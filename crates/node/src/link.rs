//! Broker link status and reconnect backoff.
//!
//! The node starts `Disconnected` and keeps irrigating regardless of the
//! link. Each failed attempt doubles the wait before the next one, capped at
//! the configured maximum; a successful ConnAck resets the ladder.

use std::time::Duration;

use serde::Serialize;

#[derive(Debug, Clone, Copy, Default, PartialEq, Eq, Serialize)]
#[serde(tag = "state", rename_all = "snake_case")]
pub enum LinkStatus {
    #[default]
    Disconnected,
    Connecting {
        attempt: u32,
    },
    Connected,
}

impl LinkStatus {
    pub fn is_connected(self) -> bool {
        self == Self::Connected
    }
}

#[derive(Debug, Clone)]
pub struct Backoff {
    min: Duration,
    max: Duration,
    failures: u32,
}

impl Backoff {
    pub fn new(min: Duration, max: Duration) -> Self {
        Self {
            min,
            max: max.max(min),
            failures: 0,
        }
    }

    /// Record a failure and return how long to wait before retrying:
    /// min, 2·min, 4·min, … up to max.
    pub fn next_delay(&mut self) -> Duration {
        let shift = self.failures.min(16);
        self.failures = self.failures.saturating_add(1);
        self.min.saturating_mul(1u32 << shift).min(self.max)
    }

    pub fn reset(&mut self) {
        self.failures = 0;
    }

    pub fn failures(&self) -> u32 {
        self.failures
    }

    /// The status to report while waiting out the current delay.
    pub fn status(&self) -> LinkStatus {
        LinkStatus::Connecting {
            attempt: self.failures + 1,
        }
    }
}

// ===========================================================================
// Tests
// ===========================================================================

ABOUT THIS EXERCISE: Please filter the listing down to lines that include the word "failures".

SOLUTION BELOW:
    failures: u32,
            failures: 0,
        let shift = self.failures.min(16);
        self.failures = self.failures.saturating_add(1);
        self.failures = 0;
    pub fn failures(&self) -> u32 {
        self.failures
            attempt: self.failures + 1,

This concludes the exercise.